- **WORK REQUEST**: From the records below, transcribe only the lines running from the one with "ctx.accounts.position, &signer, clock.unix_timestamp)?;" through the one with "let position = &ctx.accounts.position;". Keep both of those end lines.

..........

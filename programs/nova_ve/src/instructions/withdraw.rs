//! Withdraw instruction handler.
//!
//! Releases an expired lock to its owner and burns the position.

use anchor_lang::prelude::*;
use anchor_spl::token::{Token, TokenAccount};

use crate::constants::*;
use crate::error::VeError;
use crate::events::LockWithdrawn;
use crate::state::{Escrow, Position};
use crate::utils::transfer_tokens;

#[derive(Accounts)]
pub struct WithdrawLock<'info> {
    /// Owner or approved delegate of the position.
    pub signer: Signer<'info>,

    #[account(
        mut,
        seeds = [ESCROW_SEED, escrow.base_mint.as_ref()],
        bump = escrow.bump,
        has_one = vault @ VeError::InvalidAccount
    )]
    pub escrow: Account<'info, Escrow>,

    #[account(
        mut,
        seeds = [POSITION_SEED, escrow.key().as_ref(), &position.id.to_le_bytes()],
        bump = position.bump,
        has_one = escrow @ VeError::InvalidAccount
    )]
    pub position: Account<'info, Position>,

    /// Receives the released tokens; must belong to the position owner.
    #[account(
        mut,
        constraint = owner_token_account.mint == escrow.base_mint @ VeError::InvalidAccount,
        constraint = owner_token_account.owner == position.owner @ VeError::Unauthorized
    )]
    pub owner_token_account: Account<'info, TokenAccount>,

    #[account(mut)]
    pub vault: Account<'info, TokenAccount>,

    pub token_program: Program<'info, Token>,
}

pub fn handler(ctx: Context<WithdrawLock>) -> Result<()> {
    let clock = Clock::get()?;
    let signer = ctx.accounts.signer.key();
    let owner = ctx.accounts.position.owner;

    let amount = ctx
        .accounts
        .escrow
        .withdraw(&mut ctx.accounts.position, &signer, clock.unix_timestamp)?;

    let escrow = &ctx.accounts.escrow;
    let base_mint = escrow.base_mint;
    let seeds = &[ESCROW_SEED, base_mint.as_ref(), &[escrow.bump]];
    let signer_seeds = &[&seeds[..]];

    transfer_tokens(
        &ctx.accounts.token_program.to_account_info(),
        &ctx.accounts.vault.to_account_info(),
        &ctx.accounts.owner_token_account.to_account_info(),
        &ctx.accounts.escrow.to_account_info(),
        signer_seeds,
        amount,
    )?;

    let position = &ctx.accounts.position;
    msg!("Withdrew {} tokens from lock #{}", amount, position.id);
    msg!("Total locked in escrow: {}", ctx.accounts.escrow.total_locked);

    emit!(LockWithdrawn {
        position: position.key(),
        id: position.id,
        owner,
        amount,
    });

    Ok(())
}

..........

- **SOLUTION**:
        .withdraw(&mut ctx.accounts.position, &signer, clock.unix_timestamp)?;

    let escrow = &ctx.accounts.escrow;
    let base_mint = escrow.base_mint;
    let seeds = &[ESCROW_SEED, base_mint.as_ref(), &[escrow.bump]];
    let signer_seeds = &[&seeds[..]];

    transfer_tokens(
        &ctx.accounts.token_program.to_account_info(),
        &ctx.accounts.vault.to_account_info(),
        &ctx.accounts.owner_token_account.to_account_info(),
        &ctx.accounts.escrow.to_account_info(),
        signer_seeds,
        amount,
    )?;

    let position = &ctx.accounts.position;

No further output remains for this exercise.